● Activity: Return verbatim all lines from the first one in the records to the line with "in this order.", both ends kept.

(Collected data)
- - -

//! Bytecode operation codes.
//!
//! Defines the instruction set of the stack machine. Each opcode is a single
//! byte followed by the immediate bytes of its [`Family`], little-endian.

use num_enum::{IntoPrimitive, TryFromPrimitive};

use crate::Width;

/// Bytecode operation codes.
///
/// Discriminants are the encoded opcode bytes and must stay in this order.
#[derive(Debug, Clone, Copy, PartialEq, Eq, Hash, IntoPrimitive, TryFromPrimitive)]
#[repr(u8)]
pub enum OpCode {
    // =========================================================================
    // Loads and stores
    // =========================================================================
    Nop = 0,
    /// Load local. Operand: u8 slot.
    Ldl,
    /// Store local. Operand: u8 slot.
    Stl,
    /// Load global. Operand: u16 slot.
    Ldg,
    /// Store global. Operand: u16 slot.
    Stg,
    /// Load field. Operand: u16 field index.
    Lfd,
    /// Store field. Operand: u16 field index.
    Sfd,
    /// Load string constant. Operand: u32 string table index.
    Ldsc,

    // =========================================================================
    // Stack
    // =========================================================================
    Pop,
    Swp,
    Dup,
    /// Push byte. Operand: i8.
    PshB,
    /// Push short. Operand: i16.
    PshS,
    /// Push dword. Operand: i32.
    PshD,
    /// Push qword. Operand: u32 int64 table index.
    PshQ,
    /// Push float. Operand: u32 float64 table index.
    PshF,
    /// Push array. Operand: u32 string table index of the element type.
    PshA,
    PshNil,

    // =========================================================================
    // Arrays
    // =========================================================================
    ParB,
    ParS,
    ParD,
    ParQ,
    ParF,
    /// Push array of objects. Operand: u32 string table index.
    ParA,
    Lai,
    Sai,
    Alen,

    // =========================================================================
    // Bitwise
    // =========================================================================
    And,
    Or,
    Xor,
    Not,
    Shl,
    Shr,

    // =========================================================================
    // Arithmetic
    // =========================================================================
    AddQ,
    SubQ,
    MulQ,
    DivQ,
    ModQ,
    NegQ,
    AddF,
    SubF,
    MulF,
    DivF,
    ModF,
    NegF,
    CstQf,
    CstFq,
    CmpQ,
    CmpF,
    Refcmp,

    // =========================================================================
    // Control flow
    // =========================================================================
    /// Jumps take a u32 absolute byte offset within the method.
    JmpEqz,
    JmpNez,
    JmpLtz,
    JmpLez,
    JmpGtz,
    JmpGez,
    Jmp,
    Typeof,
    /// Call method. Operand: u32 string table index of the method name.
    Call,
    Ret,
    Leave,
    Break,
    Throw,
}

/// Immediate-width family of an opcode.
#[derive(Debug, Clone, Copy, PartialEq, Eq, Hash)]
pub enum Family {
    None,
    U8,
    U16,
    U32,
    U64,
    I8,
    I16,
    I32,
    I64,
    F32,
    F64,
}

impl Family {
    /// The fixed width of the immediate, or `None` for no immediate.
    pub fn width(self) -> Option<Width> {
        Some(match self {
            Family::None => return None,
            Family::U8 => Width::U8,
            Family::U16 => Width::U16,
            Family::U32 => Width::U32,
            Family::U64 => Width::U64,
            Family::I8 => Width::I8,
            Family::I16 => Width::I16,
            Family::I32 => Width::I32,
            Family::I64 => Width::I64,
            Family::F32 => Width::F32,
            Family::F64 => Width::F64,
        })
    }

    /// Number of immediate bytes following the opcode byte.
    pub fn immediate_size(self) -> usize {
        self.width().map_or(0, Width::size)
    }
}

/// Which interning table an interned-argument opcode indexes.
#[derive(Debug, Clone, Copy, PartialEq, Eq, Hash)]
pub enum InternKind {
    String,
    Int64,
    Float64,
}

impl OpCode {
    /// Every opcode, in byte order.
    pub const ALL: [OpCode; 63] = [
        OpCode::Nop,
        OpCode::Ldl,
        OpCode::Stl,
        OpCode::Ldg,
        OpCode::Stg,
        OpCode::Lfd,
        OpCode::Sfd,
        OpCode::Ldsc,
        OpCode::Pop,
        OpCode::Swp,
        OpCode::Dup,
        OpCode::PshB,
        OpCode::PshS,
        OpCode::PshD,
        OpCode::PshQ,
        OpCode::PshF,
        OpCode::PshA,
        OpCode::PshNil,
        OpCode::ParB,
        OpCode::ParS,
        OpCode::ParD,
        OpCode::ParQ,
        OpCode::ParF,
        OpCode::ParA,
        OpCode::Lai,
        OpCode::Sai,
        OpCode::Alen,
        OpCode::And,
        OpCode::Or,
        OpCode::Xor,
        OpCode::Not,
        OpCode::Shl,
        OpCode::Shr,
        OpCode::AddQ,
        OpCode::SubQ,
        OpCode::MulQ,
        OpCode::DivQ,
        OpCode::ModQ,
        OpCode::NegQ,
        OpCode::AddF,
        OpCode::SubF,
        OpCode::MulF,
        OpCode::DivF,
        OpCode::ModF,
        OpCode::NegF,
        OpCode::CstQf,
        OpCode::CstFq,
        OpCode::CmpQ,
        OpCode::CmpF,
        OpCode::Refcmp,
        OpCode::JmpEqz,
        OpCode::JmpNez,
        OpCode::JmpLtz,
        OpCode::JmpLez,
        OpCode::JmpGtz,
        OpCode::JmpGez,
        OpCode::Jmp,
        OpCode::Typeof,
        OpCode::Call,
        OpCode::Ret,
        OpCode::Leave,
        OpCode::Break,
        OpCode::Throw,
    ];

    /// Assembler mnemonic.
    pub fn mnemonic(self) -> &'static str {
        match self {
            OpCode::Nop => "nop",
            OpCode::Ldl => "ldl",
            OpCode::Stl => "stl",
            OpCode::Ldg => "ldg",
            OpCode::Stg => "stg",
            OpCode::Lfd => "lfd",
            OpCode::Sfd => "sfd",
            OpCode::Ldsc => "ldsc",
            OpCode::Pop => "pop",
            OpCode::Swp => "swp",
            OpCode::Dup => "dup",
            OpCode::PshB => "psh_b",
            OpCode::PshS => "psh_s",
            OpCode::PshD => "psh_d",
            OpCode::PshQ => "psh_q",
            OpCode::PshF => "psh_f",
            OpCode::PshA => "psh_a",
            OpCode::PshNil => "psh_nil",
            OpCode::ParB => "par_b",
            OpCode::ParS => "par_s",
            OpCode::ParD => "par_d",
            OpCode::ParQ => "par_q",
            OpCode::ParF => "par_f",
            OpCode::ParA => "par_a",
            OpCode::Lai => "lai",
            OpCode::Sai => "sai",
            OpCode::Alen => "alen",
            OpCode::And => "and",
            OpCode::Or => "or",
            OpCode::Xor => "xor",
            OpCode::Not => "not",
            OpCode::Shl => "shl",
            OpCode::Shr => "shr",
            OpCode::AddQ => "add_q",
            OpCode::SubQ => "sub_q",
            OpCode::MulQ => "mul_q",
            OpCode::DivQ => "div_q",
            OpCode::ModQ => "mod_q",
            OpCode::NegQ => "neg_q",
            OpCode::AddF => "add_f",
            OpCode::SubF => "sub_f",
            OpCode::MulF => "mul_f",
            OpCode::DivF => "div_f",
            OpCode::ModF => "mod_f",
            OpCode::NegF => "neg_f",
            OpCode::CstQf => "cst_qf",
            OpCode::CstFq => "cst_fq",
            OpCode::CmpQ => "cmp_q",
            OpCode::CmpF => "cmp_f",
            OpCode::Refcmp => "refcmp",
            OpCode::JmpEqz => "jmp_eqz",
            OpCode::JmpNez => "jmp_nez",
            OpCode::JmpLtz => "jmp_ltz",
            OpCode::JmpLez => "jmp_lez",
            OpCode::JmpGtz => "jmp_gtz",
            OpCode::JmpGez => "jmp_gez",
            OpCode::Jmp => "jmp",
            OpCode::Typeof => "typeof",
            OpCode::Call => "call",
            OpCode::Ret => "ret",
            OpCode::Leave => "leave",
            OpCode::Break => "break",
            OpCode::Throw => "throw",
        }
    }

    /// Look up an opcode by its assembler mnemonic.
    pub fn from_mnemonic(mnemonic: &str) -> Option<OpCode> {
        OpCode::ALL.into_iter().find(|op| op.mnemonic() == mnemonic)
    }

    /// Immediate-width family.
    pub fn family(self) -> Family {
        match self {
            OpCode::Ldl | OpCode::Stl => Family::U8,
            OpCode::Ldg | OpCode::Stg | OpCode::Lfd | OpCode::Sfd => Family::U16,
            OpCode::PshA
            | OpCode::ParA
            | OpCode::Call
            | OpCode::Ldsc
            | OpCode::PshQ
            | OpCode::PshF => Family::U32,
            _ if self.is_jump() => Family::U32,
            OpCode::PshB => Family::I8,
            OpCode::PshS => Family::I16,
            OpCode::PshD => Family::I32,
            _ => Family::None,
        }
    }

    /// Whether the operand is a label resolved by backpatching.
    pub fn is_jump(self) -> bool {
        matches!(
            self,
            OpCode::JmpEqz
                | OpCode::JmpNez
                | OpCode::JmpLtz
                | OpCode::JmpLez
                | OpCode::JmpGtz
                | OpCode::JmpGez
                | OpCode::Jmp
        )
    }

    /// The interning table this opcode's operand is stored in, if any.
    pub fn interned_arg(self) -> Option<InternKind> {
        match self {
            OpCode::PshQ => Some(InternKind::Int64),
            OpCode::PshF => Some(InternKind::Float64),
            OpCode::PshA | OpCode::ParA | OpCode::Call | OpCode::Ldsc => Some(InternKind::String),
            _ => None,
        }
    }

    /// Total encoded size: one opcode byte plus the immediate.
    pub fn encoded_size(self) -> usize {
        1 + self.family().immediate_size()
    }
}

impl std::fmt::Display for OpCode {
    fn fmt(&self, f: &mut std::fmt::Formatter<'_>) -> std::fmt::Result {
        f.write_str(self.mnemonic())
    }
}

- - -

● Worked solution:
//! Bytecode operation codes.
//!
//! Defines the instruction set of the stack machine. Each opcode is a single
//! byte followed by the immediate bytes of its [`Family`], little-endian.

use num_enum::{IntoPrimitive, TryFromPrimitive};

use crate::Width;

/// Bytecode operation codes.
///
/// Discriminants are the encoded opcode bytes and must stay in this order.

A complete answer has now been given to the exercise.